[Records drawn from a dataset]

******************************

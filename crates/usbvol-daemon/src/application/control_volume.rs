//! VolumeController: reconciles knob presses with the player's reports.
//!
//! This use case is the heart of the daemon.  It owns the local
//! [`VolumeState`], applies knob presses to it, sends the resulting
//! `Volume` commands through a [`RemoteSession`], and applies the player's
//! own reports ([`SessionEvent`]) back onto the state.
//!
//! # Architecture
//!
//! The controller depends only on the [`RemoteSession`] trait and domain
//! types.  The TCP implementation is injected at construction time, so the
//! whole state machine is unit-testable without a player.
//!
//! The controller is never shared: the event loop owns it and calls it from
//! a single task, so key presses and player reports are applied one at a
//! time and `VolumeState` needs no lock.

use std::sync::Arc;
use std::time::Duration;

use tokio::time::Instant;
use tracing::{debug, info, warn};
use usbvol_core::{
    KnobKey, PlaybackState, TransitionKind, VolumeRange, VolumeSettings, VolumeState,
};

/// Default delay before retrying a failed control connection.
pub const DEFAULT_RECONNECT_DELAY: Duration = Duration::from_secs(5);

/// Commands the controller can issue to the playback engine.
///
/// Every method is fire-and-forget: implementations must queue the work and
/// return immediately.  Results come back asynchronously as
/// [`SessionEvent`]s.  Commands issued while disconnected are dropped.
#[cfg_attr(test, mockall::automock)]
pub trait RemoteSession: Send + Sync {
    /// Opens (or re-opens) the control connection.
    fn connect(&self, host: &str, port: u16);

    /// Sets the player volume in dB.
    fn set_volume(&self, db: f64);

    /// Requests a [`SessionEvent::RangeResponse`].
    fn query_range(&self);

    /// Requests a [`SessionEvent::StateResponse`].
    fn query_state(&self);
}

/// Notifications delivered by a [`RemoteSession`] implementation.
#[derive(Debug, Clone, PartialEq)]
pub enum SessionEvent {
    /// The control connection was established.
    Connected,
    /// Connecting failed, or an established connection broke.
    Error(String),
    /// The player reported its volume range.
    RangeResponse(VolumeRange),
    /// The player reported its full state.
    StateResponse(PlaybackState),
}

/// Where the playback engine's control port lives.
#[derive(Debug, Clone, PartialEq, Eq)]
pub struct RemoteEndpoint {
    pub host: String,
    pub port: u16,
}

impl Default for RemoteEndpoint {
    fn default() -> Self {
        Self {
            host: "localhost".to_string(),
            port: 4321,
        }
    }
}

/// The volume controller use case.
pub struct VolumeController {
    state: VolumeState,
    session: Arc<dyn RemoteSession>,
    endpoint: RemoteEndpoint,
    reconnect_delay: Duration,
    reconnect_at: Option<Instant>,
    awaiting_range: bool,
    awaiting_state: bool,
}

impl VolumeController {
    /// Creates a controller whose state starts from `settings`.
    pub fn new(
        settings: &VolumeSettings,
        session: Arc<dyn RemoteSession>,
        endpoint: RemoteEndpoint,
        reconnect_delay: Duration,
    ) -> Self {
        Self {
            state: VolumeState::new(settings),
            session,
            endpoint,
            reconnect_delay,
            reconnect_at: None,
            awaiting_range: true,
            awaiting_state: true,
        }
    }

    /// Returns the current local volume state.
    pub fn state(&self) -> &VolumeState {
        &self.state
    }

    /// Returns `true` once both a range and a state report have been
    /// applied since the last connect.
    pub fn is_synchronised(&self) -> bool {
        !self.awaiting_range && !self.awaiting_state
    }

    /// Returns when the pending reconnect attempt is due, if one is pending.
    pub fn reconnect_deadline(&self) -> Option<Instant> {
        self.reconnect_at
    }

    /// Starts the first connection attempt.
    pub fn connect(&mut self) {
        info!(
            "connecting to HQPlayer at {}:{}",
            self.endpoint.host, self.endpoint.port
        );
        self.session.connect(&self.endpoint.host, self.endpoint.port);
    }

    /// Fires the pending reconnect attempt.
    ///
    /// Called by the event loop once [`Self::reconnect_deadline`] has passed.
    pub fn reconnect_now(&mut self) {
        self.reconnect_at = None;
        info!("retrying connection to HQPlayer...");
        self.session.connect(&self.endpoint.host, self.endpoint.port);
    }

    /// Applies one knob press and sends the resulting command, if any.
    pub fn handle_key(&mut self, key: KnobKey) {
        if !self.is_synchronised() {
            debug!("{key:?} before HQPlayer reported its volume; using local state");
        }

        let Some(transition) = self.state.apply_key(key) else {
            debug!(
                "{key:?} ignored (muted: {}, volume {} dB)",
                self.state.is_muted(),
                self.state.current()
            );
            return;
        };

        self.session.set_volume(transition.volume);

        match transition.kind {
            TransitionKind::VolumeUp => info!(
                "volume up to {} dB (step size {})",
                transition.volume,
                self.state.step_size()
            ),
            TransitionKind::VolumeDown => info!(
                "volume down to {} dB (step size {})",
                transition.volume,
                self.state.step_size()
            ),
            TransitionKind::MuteOn => info!("mute on, set to {} dB", transition.volume),
            TransitionKind::MuteOff => {
                info!("mute off, restored volume to {} dB", transition.volume)
            }
        }
    }

    /// Applies a batch of knob presses strictly in order.
    pub fn handle_keys<I>(&mut self, keys: I)
    where
        I: IntoIterator<Item = KnobKey>,
    {
        for key in keys {
            self.handle_key(key);
        }
    }

    /// Applies one notification from the session.
    pub fn handle_session_event(&mut self, event: SessionEvent) {
        match event {
            SessionEvent::Connected => self.on_connected(),
            SessionEvent::Error(message) => self.on_error(&message),
            SessionEvent::RangeResponse(range) => self.on_range(range),
            SessionEvent::StateResponse(state) => self.on_state(&state),
        }
    }

    fn on_connected(&mut self) {
        info!("connected to HQPlayer Embedded");
        self.reconnect_at = None;
        self.awaiting_range = true;
        self.awaiting_state = true;
        self.session.query_range();
        self.session.query_state();
    }

    fn on_error(&mut self, message: &str) {
        warn!("control connection error: {message}");
        if self.reconnect_at.is_some() {
            debug!("reconnect already scheduled");
            return;
        }
        self.reconnect_at = Some(Instant::now() + self.reconnect_delay);
        info!("reconnecting in {:?}", self.reconnect_delay);
    }

    fn on_range(&mut self, range: VolumeRange) {
        if range.min > range.max {
            warn!(
                "HQPlayer reported an inverted volume range ({} > {})",
                range.min, range.max
            );
        }
        self.state.apply_range(range.min, range.max);
        self.awaiting_range = false;
        info!(
            "volume range: {} to {} dB (enabled: {}, adaptive: {})",
            range.min, range.max, range.enabled, range.adaptive
        );

        let current = self.state.current();
        if current < range.min || current > range.max {
            debug!("current volume {current} dB is outside the new range until the next key press");
        }
    }

    fn on_state(&mut self, state: &PlaybackState) {
        self.state.apply_remote_volume(state.volume);
        self.awaiting_state = false;
        info!("current volume from HQPlayer: {} dB", state.volume);
    }
}

// ── Tests ─────────────────────────────────────────────────────────────────────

******************************

## WHAT YOU HAVE TO DO
Task for the records above: copy every line in which the word "Option" occurs.

## RESPONSE
    reconnect_at: Option<Instant>,
    pub fn reconnect_deadline(&self) -> Option<Instant> {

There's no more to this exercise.